Are AI-Generated Medical Notes Really Any Worse?

Commentary

Apr 4, 2025

Photo by The best photo for all/Getty Images

By Shira H. Fischer and Sarah L. Gebauer

Once upon a time, at the end of a patient exam, doctors scribbled notes almost as an afterthought for no one but themselves. In the modern medical era, the informal note has turned into the highly orchestrated electronic health record (EHR), used for management of care across specialties and institutions, but with import for billing and malpractice lawsuits too.

Primary care doctors now spend, on average, two hours a day filling out patients' electronic health records. From 2009 to 2018, EHR length has increased by 60 percent. And yet most of this work is simply documentation, not problem-solving or reasoning. Why take doctors away from their patients or hire other teams of humans, like medical scribes, to transcribe and enter all this data, when AI can now do it instead?

Primary care doctors now spend, on average, two hours a day filling out patients' electronic health records.

Indeed, new AI scribes are being piloted around the country, backed by companies including Microsoft (DAX Nuance), Amazon (HealthScribe), and others in a market that's worth more than $2 billion. And it's not just private hospitals; the U.S. Department of Veterans Affairs signed contracts for ambient scribe pilots with two companies, Nuance and Abridge, last summer. Some estimates suggest that as many as 30 percent of physician practices are already using the technology.

These AI systems all work similarly: they listen in on the conversation between a patient and physician, create a transcript, then organize the information from the transcript into the standard format doctors use, generating a note within minutes or even seconds of the clinical conversation. This is, for many medical professionals, promising, exciting, and nerve-wracking. AI is powerful, but it is also known for being biased, for making untrue statements with great confidence, and for its poor quality of training data; to say nothing of all the issues around models potentially not being up to date with the newest medical literature and guidelines.

And yet, all these pitfalls—biases, incorrect interpretations, outdated guidelines—are human problems, too.

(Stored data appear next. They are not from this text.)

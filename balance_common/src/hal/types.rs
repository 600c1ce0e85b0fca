//! Sample and indicator types exchanged with HAL drivers.

/// One accelerometer + gyroscope reading delivered by the IMU.
///
/// Axes follow the sensor frame: `accel` in m/s² and `gyro` in deg/s.
#[derive(Debug, Clone, Copy, Default, PartialEq)]
pub struct ImuSample {
    pub accel: [f64; 3],
    pub gyro: [f64; 3],
}

impl ImuSample {
    pub const fn new(accel: [f64; 3], gyro: [f64; 3]) -> Self {
        Self { accel, gyro }
    }
}

/// Status LEDs on the board.
#[derive(Debug, Clone, Copy, PartialEq, Eq, Hash)]
pub enum Led {
    Red,
    Green,
}
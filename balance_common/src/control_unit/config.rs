//! Configuration schema for the balance controller.
//!
//! All types use `serde::Deserialize` for TOML loading. Every section and
//! every field carries a default taken from the `edumip` preset, so a file
//! only lists what differs from the reference robot. The configuration is
//! immutable once the scheduler starts.
//!
//! Hardware variants are expressed as named [`Preset`]s rather than as
//! forked code paths.

use std::str::FromStr;

use serde::{Deserialize, Serialize};

use crate::config::ConfigError;
use crate::consts::{
    BATTERY_CHECK_HZ, IMU_SETTLE_TIME_S, LONG_PRESS_TIME_S, MAX_FILTER_TAPS, PANEL_HZ,
    SAMPLE_RATE_D1_HZ, SAMPLE_RATE_D2_HZ, SATURATION_THRESHOLD, SETPOINT_MANAGER_HZ,
    START_CHECK_HZ, STATUS_HZ, V_MAX_PLAUSIBLE, V_MIN_PLAUSIBLE, V_NOMINAL,
};

/// Fixed-capacity tap sequence (numerator or denominator).
pub type Coefficients = heapless::Vec<f64, MAX_FILTER_TAPS>;

/// Build a [`Coefficients`] from a slice, truncating at capacity.
pub fn taps(values: &[f64]) -> Coefficients {
    values.iter().copied().take(MAX_FILTER_TAPS).collect()
}

// ─── Top-Level Config ───────────────────────────────────────────────

/// Complete controller configuration.
#[derive(Debug, Clone, PartialEq, Serialize, Deserialize, Default)]
#[serde(default)]
pub struct BalanceConfig {
    pub rates: RateConfig,
    pub mechanics: MechanicsConfig,
    pub wiring: WiringConfig,
    pub estimator: EstimatorConfig,
    pub inner: InnerLoopConfig,
    pub outer: OuterLoopConfig,
    pub steering: SteeringConfig,
    pub safety: SafetyConfig,
    pub battery: BatteryConfig,
    pub button: ButtonConfig,
    pub priorities: PriorityConfig,
}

As flawed as AI notes may be, it's entirely possible that human-generated medical notes could be more flawed. One study conducted at the VA found that when compared with secret recordings of medical encounters, 90 percent of doctor-written medical notes contained at least one error. Another study found that 96 percent of speech recognition–generated notes contained errors; 42 percent of final signed notes still had errors. An emergency room–based study found that physical exams are often “documented” even if they didn't occur; only slightly above 50 percent of documented physical exams, by body system, were verified by an observer. And many issues raised by patients during visits don't make it into the medical record.

Compared with this status quo, AI scribes don't look so dangerous. Right now, there is already inaccurate information in medical records that is used to make clinical decisions, evaluate risk profiles, and develop new predictive algorithms. AI may reinforce biases, but those biases likely come from humans; if the human-authored texts on which the tools are based contain biased views of race or gender (which they often do), the resulting tools will as well.

As flawed as AI notes may be, it's entirely possible that human-generated medical notes could be more flawed.

None of this addresses the privacy risk of AI tools, which is serious. Recordings of your doctor's appointments may be stored on a server hosted by a third party and at risk for breach. But your medical data is already at high risk for breach. Since 2021, there have been more than 700 health data breaches each year. The 703 in 2024 alone affected more than half of the U.S. population (over 181 million people). And if you wanted to ask your hospital not to use your data for AI or for research, you likely can't. Sharing your data is a prerequisite for getting care at many, if not most, hospitals. The primary U.S. law governing health data, HIPAA, may be long overdue for an update, but AI tools for documentation aren't really going to make what is already a bad situation any worse.

AI may be just as (un)reliable as our current methods of medical documentation, but it is also much, much faster. This speed can bring about many benefits. It may allow doctors more time with their patients. It may decrease doctors' after-hours workload. It may help reduce rates of burnout among medical professionals, which the pandemic pushed to all-time highs. These are all good things. If AI can help doctors get back to the point of doctoring—focusing on their patients rather than documentation—and the notes it produces are no worse than what we already have, then that would be a step forward.